# Task brief
Copy out the line that contains "Use --marker to" and the lines after it through the final one in the entries below, exactly, with no other lines.

# Records supplied
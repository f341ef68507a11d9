use anyhow::{Context, Result, bail};
use findroot::{DiskOracle, FindRootError, FsOracle, ResolverConfig, RootResolver};
use std::path::{Path, PathBuf};

pub async fn run_find(start: &Path, config: ResolverConfig) -> Result<()> {
    let resolver = RootResolver::new(DiskOracle, config);
    let root = resolve(&resolver, start).await?;
    println!("{}", root.display());
    Ok(())
}

async fn resolve<O: FsOracle>(resolver: &RootResolver<O>, start: &Path) -> Result<PathBuf> {
    match resolver.find_root(start).await {
        Ok(root) => Ok(root),
        Err(FindRootError::RootNotFound { start, marker }) => bail!(
            "🛑 Couldn't find a {marker} entry in {} or any parent folder.\n\
             → Are you inside a working tree?\n\
             → Use --marker to look for something other than {marker}.",
            start.display()
        ),
        Err(err) => Err(err)
            .with_context(|| format!("Failed to search upward from {}", start.display())),
    }
}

# Completed task
             → Use --marker to look for something other than {marker}.",
            start.display()
        ),
        Err(err) => Err(err)
            .with_context(|| format!("Failed to search upward from {}", start.display())),
    }
}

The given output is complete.